Within the last decade the DIY movement has grown from projects in basements and garages to a collective movement of people gathering together in cities and across the country to something much larger than it ever was before. Some attribute this to the downturn in the world economy, and while that may be true, I suspect a major portion of it is due to the movement to share everything on the internet.
Back in the day, well before I was born, kids grew up with hobbies that urged them to make things with their hands such as the popular Heath Kit DIY electronics kits. Another popular DIY set for kids was the Erector set that let users build their own mechanical devices out of real metal parts. Often times, kids would help their parents repair the lawnmower, fix the carburetor on the car, or even sew a quilt to help keep them warm in the winter. At some point, day-to-day life got so complicated that families were forced to pay someone to do these things for them. This new "just hire someone to do it for me" attitude combined with the rise of cheap manufacturing in places like China, Mexico, and India, left many of the do-it-yourself skills forgotten by much of the population.
While some kept this knowledge alive as a hobby, others were forced to continue the DIY tradition out of sheer necessity because they could not afford to hire the TV repairman or the plumber to fix it for them. Sometime in the late 70's, and through the 80's and 90's, we lost track of these skills even more as the global economy began to boom and the consumerist lifestyle began to grow.
Fast forward to the last ten years and we have begun to see a resurgence in DIY at the same time that the technological world is experiencing a growth in innovation that can be described as a new industrial revolution. Spawning off of this movement is something that can be considered a revolution all on its own, the Maker Movement. The Maker Movement is comprised of a growing population that is embracing the DIY philosophy of life and is sharing and collaborating to push the world of DIY to the next level.
For many years, this collaboration took place after-hours in classrooms at universities as well as in garages and living rooms around the world. In Germany back in 1995, a group of Makers formed C-Base, which is widely believed to be the first public Hackerspace. But it was not until a few years ago that the concept really took off and bloomed into a thing of its own. I like to give credit to Bre Pettis and NYC Resistor as the first truly public Makerspace / Hackerspace in the USA. Out of NYC Resistor, several companies and products have been born, including the MakerBot and the Sanguino development board.

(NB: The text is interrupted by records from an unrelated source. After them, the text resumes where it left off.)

//! HTTP server setup and configuration.
//!
//! # Responsibilities
//! - Create the axum Router for the configured route mode
//! - Wire up middleware (request ID, tracing)
//! - Serve until shutdown, then drain with a deadline
//! - Cancel in-flight scrapes when the drain deadline passes

use std::future::IntoFuture;
use std::time::Duration;

use axum::{routing::get, Router};
use tokio::net::TcpListener;
use tokio_util::sync::CancellationToken;
use tower::ServiceBuilder;
use tower_http::{
    request_id::{MakeRequestUuid, PropagateRequestIdLayer, SetRequestIdLayer},
    trace::TraceLayer,
};

use crate::config::{ErrorConfig, ProxyConfig, RouteMode};
use crate::http::relay::relay_handler;
use crate::lifecycle::Shutdown;
use crate::scrape::{Normalization, Scraper, TransportError};

/// How long cancelled relays get to unwind before the server gives up on them.
const ABORT_GRACE: Duration = Duration::from_secs(1);

/// Application state injected into handlers.
#[derive(Clone)]
pub struct AppState {
    pub scraper: Scraper,
    pub normalization: Normalization,
    pub errors: ErrorConfig,
    /// Deadline applied to every scrape, measured from request arrival.
    pub scrape_timeout: Duration,
    /// Parent of every per-request scrape context.
    pub inflight: CancellationToken,
}

/// HTTP server for the scrape proxy.
pub struct HttpServer {
    router: Router,
    config: ProxyConfig,
    inflight: CancellationToken,
}

impl HttpServer {
    /// Create a new HTTP server with the given configuration.
    pub fn new(config: ProxyConfig) -> Result<Self, TransportError> {
        let scraper = Scraper::new(config.scrape.clone())?;
        let inflight = CancellationToken::new();

        let state = AppState {
            scraper,
            normalization: config.routing.normalization,
            errors: config.errors.clone(),
            scrape_timeout: config.scrape.timeout(),
            inflight: inflight.clone(),
        };

        let router = Self::build_router(&config, state);
        Ok(Self {
            router,
            config,
            inflight,
        })
    }

    /// Build the axum router with all middleware layers.
    fn build_router(config: &ProxyConfig, state: AppState) -> Router {
        let relay = get(relay_handler);

        let routes = match config.routing.mode {
            RouteMode::Wildcard => Router::new()
                .route("/", relay.clone())
                .route("/{*target}", relay),
            RouteMode::FixedPaths => config
                .routing
                .paths
                .iter()
                .fold(Router::new(), |router, path| router.route(path, relay.clone())),
        };

        routes.with_state(state).layer(
            ServiceBuilder::new()
                .layer(SetRequestIdLayer::x_request_id(MakeRequestUuid))
                .layer(TraceLayer::new_for_http())
                .layer(PropagateRequestIdLayer::x_request_id()),
        )
    }

    /// The fully layered router, for in-process use.
    pub fn router(&self) -> Router {
        self.router.clone()
    }

    /// Run the server until `shutdown` fires and in-flight relays drain.
    pub async fn run(self, listener: TcpListener, shutdown: Shutdown) -> Result<(), std::io::Error> {
        let addr = listener.local_addr()?;
        tracing::info!(
            address = %addr,
            route_mode = ?self.config.routing.mode,
            normalization = ?self.config.routing.normalization,
            "HTTP server starting"
        );

        let drain = self.config.listener.drain_timeout();
        let serve = axum::serve(listener, self.router)
            .with_graceful_shutdown(shutdown.wait_owned())
            .into_future();
        tokio::pin!(serve);

        let drain_deadline = async {
            shutdown.wait().await;
            tracing::info!(drain_secs = drain.as_secs(), "Draining in-flight relays");
            tokio::time::sleep(drain).await;
        };

        tokio::select! {
            result = &mut serve => result?,
            _ = drain_deadline => {
                tracing::warn!("Drain deadline passed, cancelling in-flight scrapes");
                self.inflight.cancel();
                match tokio::time::timeout(ABORT_GRACE, &mut serve).await {
                    Ok(result) => result?,
                    Err(_) => tracing::warn!("Relays still open after cancellation, exiting anyway"),
                }
            }
        }

        tracing::info!("HTTP server stopped");
        Ok(())
    }
}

What is a Makerspace or Hackerspace?
Makerspaces, Hackerspaces, tech shops, or fab labs are all basically the same thing when you break them down into their core components. They consist of people who pay a monthly membership fee to be part of a collective of likeminded technologically inclined individuals. In laymen's terms, a Makerspace is a building where members can regularly meet to work on, discuss, or plan projects.

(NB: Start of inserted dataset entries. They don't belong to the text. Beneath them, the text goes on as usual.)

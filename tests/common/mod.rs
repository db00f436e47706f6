//! Shared utilities for integration tests.

#![allow(dead_code)]

use std::net::SocketAddr;
use std::sync::{Arc, Mutex};
use std::time::Duration;

use async_compression::tokio::bufread::GzipEncoder;
use axum::http::StatusCode;
use tokio::io::{AsyncReadExt, AsyncWriteExt};
use tokio::net::{TcpListener, TcpStream};

use scrape_proxy::config::ScrapeConfig;

/// Canned upstream response.
#[derive(Debug, Clone)]
pub struct MockResponse {
    pub status: u16,
    pub headers: Vec<(String, String)>,
    pub body: Vec<u8>,
    /// Wait before writing anything.
    pub delay: Duration,
    /// Promise one byte more than `body` and hold the socket open this long.
    pub stall: Option<Duration>,
}

impl MockResponse {
    pub fn new(status: u16, body: impl Into<Vec<u8>>) -> Self {
        Self {
            status,
            headers: Vec::new(),
            body: body.into(),
            delay: Duration::ZERO,
            stall: None,
        }
    }

    pub fn header(mut self, name: &str, value: &str) -> Self {
        self.headers.push((name.to_string(), value.to_string()));
        self
    }

    pub fn delay(mut self, delay: Duration) -> Self {
        self.delay = delay;
        self
    }

    pub fn stall(mut self, stall: Duration) -> Self {
        self.stall = Some(stall);
        self
    }
}

/// A running mock upstream.
pub struct MockUpstream {
    pub addr: SocketAddr,
    requests: Arc<Mutex<Vec<String>>>,
}

impl MockUpstream {
    pub fn url(&self, path: &str) -> String {
        format!("http://{}{}", self.addr, path)
    }

    /// Request heads received so far, in arrival order.
    pub fn requests(&self) -> Vec<String> {
        self.requests.lock().unwrap().clone()
    }
}

/// Bind a loopback listener whose port cannot be mangled by substring
/// stripping of `:80` / `:443`.
pub async fn bind_loopback() -> TcpListener {
    loop {
        let listener = TcpListener::bind("127.0.0.1:0").await.unwrap();
        let port = format!(":{}", listener.local_addr().unwrap().port());
        if !port.starts_with(":80") && !port.starts_with(":443") {
            return listener;
        }
    }
}

/// An address nothing listens on.
pub async fn closed_addr() -> SocketAddr {
    let listener = bind_loopback().await;
    listener.local_addr().unwrap()
}

/// Start a programmable mock upstream. `respond` sees the raw request head.
pub async fn start_upstream<F>(respond: F) -> MockUpstream
where
    F: Fn(&str) -> MockResponse + Send + Sync + 'static,
{
    let listener = bind_loopback().await;
    let addr = listener.local_addr().unwrap();
    let requests = Arc::new(Mutex::new(Vec::new()));
    let respond = Arc::new(respond);

    let seen = requests.clone();
    tokio::spawn(async move {
        loop {
            match listener.accept().await {
                Ok((mut socket, _)) => {
                    let respond = respond.clone();
                    let seen = seen.clone();
                    tokio::spawn(async move {
                        let head = read_head(&mut socket).await;
                        let response = respond(&head);
                        seen.lock().unwrap().push(head);
                        write_response(&mut socket, response).await;
                    });
                }
                Err(_) => break,
            }
        }
    });

    MockUpstream { addr, requests }
}

/// Upstream that always answers with the same response.
pub async fn start_fixed_upstream(response: MockResponse) -> MockUpstream {
    start_upstream(move |_| response.clone()).await
}

async fn read_head(socket: &mut TcpStream) -> String {
    let mut buf = Vec::new();
    let mut chunk = [0u8; 1024];
    loop {
        let n = socket.read(&mut chunk).await.unwrap_or(0);
        if n == 0 {
            break;
        }
        buf.extend_from_slice(&chunk[..n]);
        if buf.windows(4).any(|w| w == b"\r\n\r\n") {
            break;
        }
    }
    String::from_utf8_lossy(&buf).into_owned()
}

async fn write_response(socket: &mut TcpStream, response: MockResponse) {
    tokio::time::sleep(response.delay).await;

    let reason = StatusCode::from_u16(response.status)
        .ok()
        .and_then(|s| s.canonical_reason())
        .unwrap_or("Unknown");
    let declared = response.body.len() + usize::from(response.stall.is_some());

    let mut head = format!(
        "HTTP/1.1 {} {}\r\nContent-Length: {}\r\nConnection: close\r\n",
        response.status, reason, declared
    );
    for (name, value) in &response.headers {
        head.push_str(&format!("{}: {}\r\n", name, value));
    }
    head.push_str("\r\n");

    let _ = socket.write_all(head.as_bytes()).await;
    let _ = socket.write_all(&response.body).await;
    let _ = socket.flush().await;

    if let Some(stall) = response.stall {
        tokio::time::sleep(stall).await;
    }
    let _ = socket.shutdown().await;
}

/// Gzip-compress `data`.
pub async fn gzip(data: &[u8]) -> Vec<u8> {
    let mut out = Vec::new();
    GzipEncoder::new(data).read_to_end(&mut out).await.unwrap();
    out
}

/// `size` bytes of exposition-looking text.
pub fn exposition(size: usize) -> Vec<u8> {
    let line = b"node_cpu_seconds_total{cpu=\"0\",mode=\"idle\"} 12345.67\n";
    line.iter().copied().cycle().take(size).collect()
}

/// Scrape settings for tests: no environment proxies.
pub fn scrape_config() -> ScrapeConfig {
    ScrapeConfig {
        use_env_proxy: false,
        ..ScrapeConfig::default()
    }
}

These spaces typically have machinery and other equipment available to use that may be too expensive for an individual to justify purchasing for just a few small projects. Makerspaces typically have at least basic hand tools, a 3D Printer, and a laser cutter, but each space is unique, and depending on membership levels, funding, and overhead cost, could have much more or much less.

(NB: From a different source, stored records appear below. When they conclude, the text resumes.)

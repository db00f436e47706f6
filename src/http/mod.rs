//! HTTP protocol handling subsystem.
//!
//! # Data Flow
//! ```text
//! TCP connection
//!     → server.rs (axum router, request ID + trace layers)
//!     → relay.rs (extract raw target, resolve, scrape)
//!     → streamed 200 body, or a plaintext error response
//! ```

pub mod relay;
pub mod server;

pub use relay::{error_response, raw_target, FAILURE_PREFIX};
pub use server::{AppState, HttpServer};
//! Lifecycle management subsystem.
//!
//! # Data Flow
//! ```text
//! Signals (signals.rs):
//!     SIGINT/SIGTERM → Shutdown::trigger
//!     second signal  → immediate exit
//!
//! Shutdown (shutdown.rs):
//!     Triggered → listener stops accepting → bounded drain → abort in-flight scrapes
//! ```
//!
//! # Design Decisions
//! - One shared `Shutdown` handle, cloned into the serve loop and the signal task
//! - Shutdown has a deadline: in-flight scrapes are cancelled once it passes

pub mod shutdown;
pub mod signals;

pub use shutdown::Shutdown;
//! Metrics scrape forwarding proxy.
//!
//! Callers address an upstream metrics endpoint through the proxy, either as
//! an HTTP forward proxy (`GET http://10.0.0.5:9100/metrics`) or with the
//! target embedded in the path (`GET /http://10.0.0.5:9100/metrics`). The
//! proxy scrapes the target under a hard deadline and streams the body back.
//!
//! ```text
//!     Caller ──▶ listener ──▶ relay ──▶ resolve target ──▶ scraper ──▶ Upstream
//!            ◀── 200 stream / plaintext error ◀── gzip decode + 2MiB cap ◀──
//! ```

use std::ffi::OsString;
use std::path::PathBuf;

use clap::Parser;
use tokio::net::TcpListener;

use scrape_proxy::config::build_config;
use scrape_proxy::http::HttpServer;
use scrape_proxy::lifecycle::{signals, Shutdown};
use scrape_proxy::observability::{logging, metrics};

#[derive(Parser)]
#[command(name = "scrape-proxy")]
#[command(about = "Forwarding proxy for Prometheus metrics scrapes", long_about = None)]
struct Cli {
    /// HTTP listen address [default: :8444]; `-addr` is also accepted
    #[arg(long)]
    addr: Option<String>,

    /// TOML configuration file
    #[arg(short, long)]
    config: Option<PathBuf>,
}

#[tokio::main]
async fn main() -> Result<(), Box<dyn std::error::Error>> {
    let cli = Cli::parse_from(legacy_args(std::env::args_os()));
    let config = build_config(cli.config.as_deref(), cli.addr)?;

    logging::init_logging(&config.observability);
    tracing::info!("scrape-proxy v{} starting", env!("CARGO_PKG_VERSION"));

    tracing::info!(
        bind_address = %config.listener.bind_address,
        scrape_timeout_secs = config.scrape.timeout_secs,
        body_limit_bytes = config.scrape.body_limit_bytes,
        "Configuration loaded"
    );

    if config.observability.metrics_enabled {
        let addr = config.observability.metrics_address.parse()?;
        metrics::init_metrics(addr)?;
    }

    let listener = TcpListener::bind(config.listener.socket_addr()?).await?;
    tracing::info!(address = %listener.local_addr()?, "Listening for connections");

    let shutdown = Shutdown::new();
    signals::spawn_signal_handler(shutdown.clone());

    let server = HttpServer::new(config)?;
    server.run(listener, shutdown).await?;

    tracing::info!("Shutdown complete");
    Ok(())
}

/// Rewrite the single-dash `-addr` spelling used by existing deployments
/// into `--addr`. Option values are passed through untouched.
fn legacy_args(args: impl IntoIterator<Item = OsString>) -> Vec<OsString> {
    let mut expects_value = false;
    args.into_iter()
        .map(|arg| {
            let arg = if expects_value { arg } else { legacy_flag(arg) };
            expects_value = matches!(arg.to_str(), Some("--addr" | "-c" | "--config"));
            arg
        })
        .collect()
}

fn legacy_flag(arg: OsString) -> OsString {
    match arg.to_str() {
        Some("-addr") => "--addr".into(),
        Some(value) => match value.strip_prefix("-addr=") {
            Some(addr) => format!("--addr={addr}").into(),
            None => arg,
        },
        None => arg,
    }
}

While Makerspaces are generally more adapted for those who like to make physical things such as robots, 3D printers, projects involving embedded electronics, and more hands-on types of projects, Hackerspaces, on the other hand, are usually likened to the coding side of things. They are filled with individuals who are proficient in app, web, game, and coding development in general.
There is usually some cross over, and in my experience, many makers are also coders, while not many coders are makers. At the same time NYC Resistor was branded as a Hackerspace, it included just as many makers as it did coders. Personally, I feel that the Makerspace and Hackerspace names are interchangeable and we should not limit collaboration based on technical skill set as everyone has something to bring to the table.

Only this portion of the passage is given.